WORK ORDER: Every line of the entries with the word "models" in it should be shown.

MATERIALS PROVIDED:
== Segment start ==

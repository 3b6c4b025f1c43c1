//! Markdown and JSON report generation.
//!
//! This module turns a pipeline [`Response`] into a Markdown document or a
//! JSON payload for downstream tools.

use crate::analysis::{DailyPoint, DatasetSummary};
use crate::models::{KpiOutcome, Rejection};
use crate::pipeline::Response;
use anyhow::Result;
use chrono::{DateTime, Utc};
use serde::{Deserialize, Serialize};
use std::collections::HashMap;

/// Metadata about a report run.
#[derive(Debug, Clone, Serialize, Deserialize)]
pub struct ReportMetadata {
    /// Where the rows came from.
    pub input: String,
    /// Date and time the report was produced.
    pub generated_at: DateTime<Utc>,
    /// Rows read by the loader.
    pub rows_loaded: usize,
    /// Duration of the run in seconds.
    pub duration_seconds: f64,
}

/// Rendering options.
#[derive(Debug, Clone)]
pub struct ReportOptions {
    /// Include the dataset summary section.
    pub include_summary: bool,
    /// Maximum rejected rows listed individually.
    pub max_rejections_listed: usize,
}

impl Default for ReportOptions {
    fn default() -> Self {
        Self {
            include_summary: true,
            max_rejections_listed: 20,
        }
    }
}

/// A complete report: metadata plus the pipeline response.
#[derive(Debug, Clone, Serialize, Deserialize)]
pub struct Report {
    pub metadata: ReportMetadata,
    #[serde(flatten)]
    pub response: Response,
}

/// Generate a complete Markdown report.
pub fn generate_markdown_report(report: &Report, options: &ReportOptions) -> String {
    let mut output = String::new();

    output.push_str("# LeadLens KPI Report\n\n");
    output.push_str(&generate_metadata_section(report));
    output.push_str(&generate_table_of_contents(report, options));

    if options.include_summary {
        output.push_str(&generate_summary_section(&report.response.summary));
    }

    output.push_str(&generate_kpi_section(&report.response.result.kpis));
    output.push_str(&generate_daily_section(&report.response.daily));
    output.push_str(&generate_rejections_section(
        &report.response.rejected,
        options.max_rejections_listed,
    ));
    output.push_str(&generate_footer());

    output
}

/// Generate the metadata section.
fn generate_metadata_section(report: &Report) -> String {
    let metadata = &report.metadata;
    let response = &report.response;
    let mut section = String::new();

    section.push_str("## Metadata\n\n");
    section.push_str(&format!("- **Input:** `{}`\n", metadata.input));
    section.push_str(&format!(
        "- **Generated:** {}\n",
        metadata.generated_at.format("%Y-%m-%d %H:%M:%S UTC")
    ));
    section.push_str(&format!("- **Rows Loaded:** {}\n", metadata.rows_loaded));
    section.push_str(&format!("- **Valid Records:** {}\n", response.valid_records));
    if !response.rejected.is_empty() {
        section.push_str(&format!("- **Rejected Rows:** {}\n", response.rejected.len()));
    }
    section.push_str(&format!(
        "- **Records After Filters:** {}\n",
        response.summary.total_records
    ));
    section.push_str(&format!("- **Duration:** {:.2}s\n", metadata.duration_seconds));
    section.push('\n');

    section
}

/// Generate the table of contents.
fn generate_table_of_contents(report: &Report, options: &ReportOptions) -> String {
    let mut toc = String::new();

    toc.push_str("## Table of Contents\n\n");
    toc.push_str("- [Metadata](#metadata)\n");
    if options.include_summary {
        toc.push_str("- [Dataset Summary](#dataset-summary)\n");
    }
    toc.push_str("- [KPIs](#kpis)\n");

    for kpi in &report.response.result.kpis {
        toc.push_str(&format!("  - [{}](#{})\n", kpi.label, anchor(&kpi.label)));
    }

    if !report.response.daily.is_empty() {
        toc.push_str("- [Daily Trend](#daily-trend)\n");
    }
    if !report.response.rejected.is_empty() {
        toc.push_str("- [Rejected Rows](#rejected-rows)\n");
    }
    toc.push('\n');

    toc
}

/// Generate the dataset summary section.
fn generate_summary_section(summary: &DatasetSummary) -> String {
    let mut section = String::new();

    section.push_str("## Dataset Summary\n\n");
    section.push_str(&format!("- **Records:** {}\n", summary.total_records));
    section.push_str(&format!("- **Subjects:** {}\n", summary.distinct_subjects));
    if let (Some(first), Some(last)) = (summary.first_date, summary.last_date) {
        section.push_str(&format!("- **Date Range:** {} to {}\n", first, last));
    }
    section.push('\n');

    for (title, rows) in [
        ("By Category", &summary.by_category),
        ("By Metric", &summary.by_metric),
    ] {
        if rows.is_empty() {
            continue;
        }
        section.push_str(&format!("### {}\n\n", title));
        section.push_str("| Name | Records | Mean |\n");
        section.push_str("|:---|:---:|:---:|\n");
        for row in rows {
            section.push_str(&format!(
                "| {} | {} | {} |\n",
                cell(&row.name),
                row.count,
                row.mean
            ));
        }
        section.push('\n');
    }

    section
}

/// Generate the KPI tables.
fn generate_kpi_section(kpis: &[KpiOutcome]) -> String {
    let mut section = String::new();

    section.push_str("## KPIs\n\n");

    if kpis.is_empty() {
        section.push_str("No KPIs were requested.\n\n");
        return section;
    }

    for kpi in kpis {
        section.push_str(&generate_kpi_block(kpi));
    }

    section
}

/// Generate a single KPI table.
fn generate_kpi_block(kpi: &KpiOutcome) -> String {
    let mut block = String::new();

    block.push_str(&format!("### {} {{#{}}}\n\n", kpi.label, anchor(&kpi.label)));
    block.push_str("| Group | Value | Records |\n");
    block.push_str("|:---|:---:|:---:|\n");
    for group in &kpi.groups {
        block.push_str(&format!(
            "| {} | {} | {} |\n",
            cell(&group.group),
            group.value,
            group.count
        ));
    }
    block.push('\n');

    block
}

/// Generate the daily trend table.
fn generate_daily_section(points: &[DailyPoint]) -> String {
    if points.is_empty() {
        return String::new();
    }

    let mut section = String::new();

    section.push_str("## Daily Trend\n\n");
    section.push_str("| Date | Group | Records | Mean |\n");
    section.push_str("|:---|:---|:---:|:---:|\n");
    for point in points {
        section.push_str(&format!(
            "| {} | {} | {} | {} |\n",
            point.date,
            cell(&point.group),
            point.count,
            point.mean
        ));
    }
    section.push('\n');

    section
}

/// Generate the rejected rows section.
fn generate_rejections_section(rejected: &[Rejection], max_listed: usize) -> String {
    if rejected.is_empty() {
        return String::new();
    }

    let mut section = String::new();

    section.push_str("## Rejected Rows\n\n");

    let mut by_reason: HashMap<String, usize> = HashMap::new();
    for rejection in rejected {
        *by_reason.entry(rejection.reason.to_string()).or_insert(0) += 1;
    }
    let mut reasons: Vec<_> = by_reason.into_iter().collect();
    reasons.sort_by(|a, b| b.1.cmp(&a.1).then_with(|| a.0.cmp(&b.0)));

    section.push_str("| Reason | Rows |\n");
    section.push_str("|:---|:---:|\n");
    for (reason, count) in &reasons {
        section.push_str(&format!("| `{}` | {} |\n", reason, count));
    }
    section.push('\n');

    if max_listed > 0 {
        section.push_str("| Row | Reason | Detail |\n");
        section.push_str("|:---:|:---|:---|\n");
        for rejection in rejected.iter().take(max_listed) {
            section.push_str(&format!(
                "| {} | `{}` | {} |\n",
                rejection.index,
                rejection.reason,
                cell(&rejection.detail)
            ));
        }
        if rejected.len() > max_listed {
            section.push_str(&format!(
                "\n*{} more rejected rows not shown.*\n",
                rejected.len() - max_listed
            ));
        }
        section.push('\n');
    }

    section
}

/// Generate the report footer.
fn generate_footer() -> String {
    "---\n\n*Report generated by LeadLens*\n".to_string()
}

/// Escape text for a Markdown table cell.
fn cell(text: &str) -> String {
    text.replace('|', "\\|").replace(['\r', '\n'], " ")
}

fn anchor(label: &str) -> String {
    label.replace([' ', '/', '.'], "-").to_lowercase()
}

/// Generate a JSON report.
pub fn generate_json_report(report: &Report) -> Result<String> {
    serde_json::to_string_pretty(report).map_err(Into::into)
}

#[cfg(test)]
mod tests {
    use super::*;
    use crate::analysis::Breakdown;
    use crate::models::{GroupValue, KpiResult, KpiValue, RejectReason};
    use chrono::NaiveDate;

    fn create_test_report() -> Report {
        let metadata = ReportMetadata {
            input: "data/rows.json".to_string(),
            generated_at: Utc::now(),
            rows_loaded: 4,
            duration_seconds: 0.25,
        };

        let response = Response {
            result: KpiResult {
                kpis: vec![KpiOutcome {
                    label: "mean by subject_id".to_string(),
                    groups: vec![
                        GroupValue {
                            group: "A".to_string(),
                            value: KpiValue::Defined(85.0),
                            count: 2,
                        },
                        GroupValue {
                            group: "B".to_string(),
                            value: KpiValue::Undefined,
                            count: 0,
                        },
                    ],
                }],
            },
            rejected: vec![Rejection {
                index: 3,
                reason: RejectReason::OutOfRange,
                detail: "value 140 outside [0, 100] for metric 'score'".to_string(),
                row: Default::default(),
            }],
            summary: DatasetSummary {
                total_records: 2,
                distinct_subjects: 1,
                first_date: NaiveDate::from_ymd_opt(2024, 1, 2),
                last_date: NaiveDate::from_ymd_opt(2024, 1, 9),
                by_category: vec![Breakdown {
                    name: "Sales".to_string(),
                    count: 2,
                    mean: KpiValue::Defined(85.0),
                }],
                by_metric: vec![],
            },
            valid_records: 3,
            daily: vec![],
        };

        Report { metadata, response }
    }

    #[test]
    fn test_generate_markdown_report() {
        let report = create_test_report();
        let markdown = generate_markdown_report(&report, &ReportOptions::default());

        assert!(markdown.contains("# LeadLens KPI Report"));
        assert!(markdown.contains("## Metadata"));
        assert!(markdown.contains("## Dataset Summary"));
        assert!(markdown.contains("| A | 85.00 | 2 |"));
        assert!(markdown.contains("| B | undefined | 0 |"));
        assert!(markdown.contains("## Rejected Rows"));
        assert!(markdown.contains("out_of_range"));
    }

    #[test]
    fn test_summary_section_can_be_skipped() {
        let report = create_test_report();
        let options = ReportOptions {
            include_summary: false,
            max_rejections_listed: 0,
        };
        let markdown = generate_markdown_report(&report, &options);

        assert!(!markdown.contains("## Dataset Summary"));
        assert!(!markdown.contains("| Row | Reason | Detail |"));
    }

    #[test]
    fn test_rejections_list_is_truncated() {
        let rejected: Vec<Rejection> = (0..5)
            .map(|index| Rejection {
                index,
                reason: RejectReason::MissingField,
                detail: "field 'value' is missing".to_string(),
                row: Default::default(),
            })
            .collect();

        let section = generate_rejections_section(&rejected, 2);
        assert!(section.contains("| `missing_field` | 5 |"));
        assert!(section.contains("3 more rejected rows not shown"));
    }

    #[test]
    fn test_pipe_in_group_name_is_escaped() {
        let mut report = create_test_report();
        report.response.result.kpis[0].groups[0].group = "ops|north".to_string();
        report.response.rejected[0].detail = "bad value 'a|b'\nfor row".to_string();
        let markdown = generate_markdown_report(&report, &ReportOptions::default());

        assert!(markdown.contains("| ops\\|north | 85.00 | 2 |"));
        assert!(markdown.contains("| 3 | `out_of_range` | bad value 'a\\|b' for row |"));
    }

    #[test]
    fn test_daily_trend_section() {
        let mut report = create_test_report();
        let markdown = generate_markdown_report(&report, &ReportOptions::default());
        assert!(!markdown.contains("## Daily Trend"));

        report.response.daily = vec![DailyPoint {
            date: NaiveDate::from_ymd_opt(2024, 1, 2).unwrap(),
            group: "A".to_string(),
            count: 1,
            mean: KpiValue::Defined(80.0),
        }];
        let markdown = generate_markdown_report(&report, &ReportOptions::default());

        assert!(markdown.contains("- [Daily Trend](#daily-trend)"));
        assert!(markdown.contains("## Daily Trend"));
        assert!(markdown.contains("| 2024-01-02 | A | 1 | 80.00 |"));
    }

    #[test]
    fn test_generate_json_report() {
        let report = create_test_report();
        let json = generate_json_report(&report).unwrap();

        assert!(json.contains("\"metadata\""));
        assert!(json.contains("\"kpis\""));
        assert!(json.contains("\"rejected\""));
        assert!(json.contains("null"));
    }
}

== Segment end ==

EXERCISE RESULT:
use crate::models::{KpiOutcome, Rejection};
    use crate::models::{GroupValue, KpiResult, KpiValue, RejectReason};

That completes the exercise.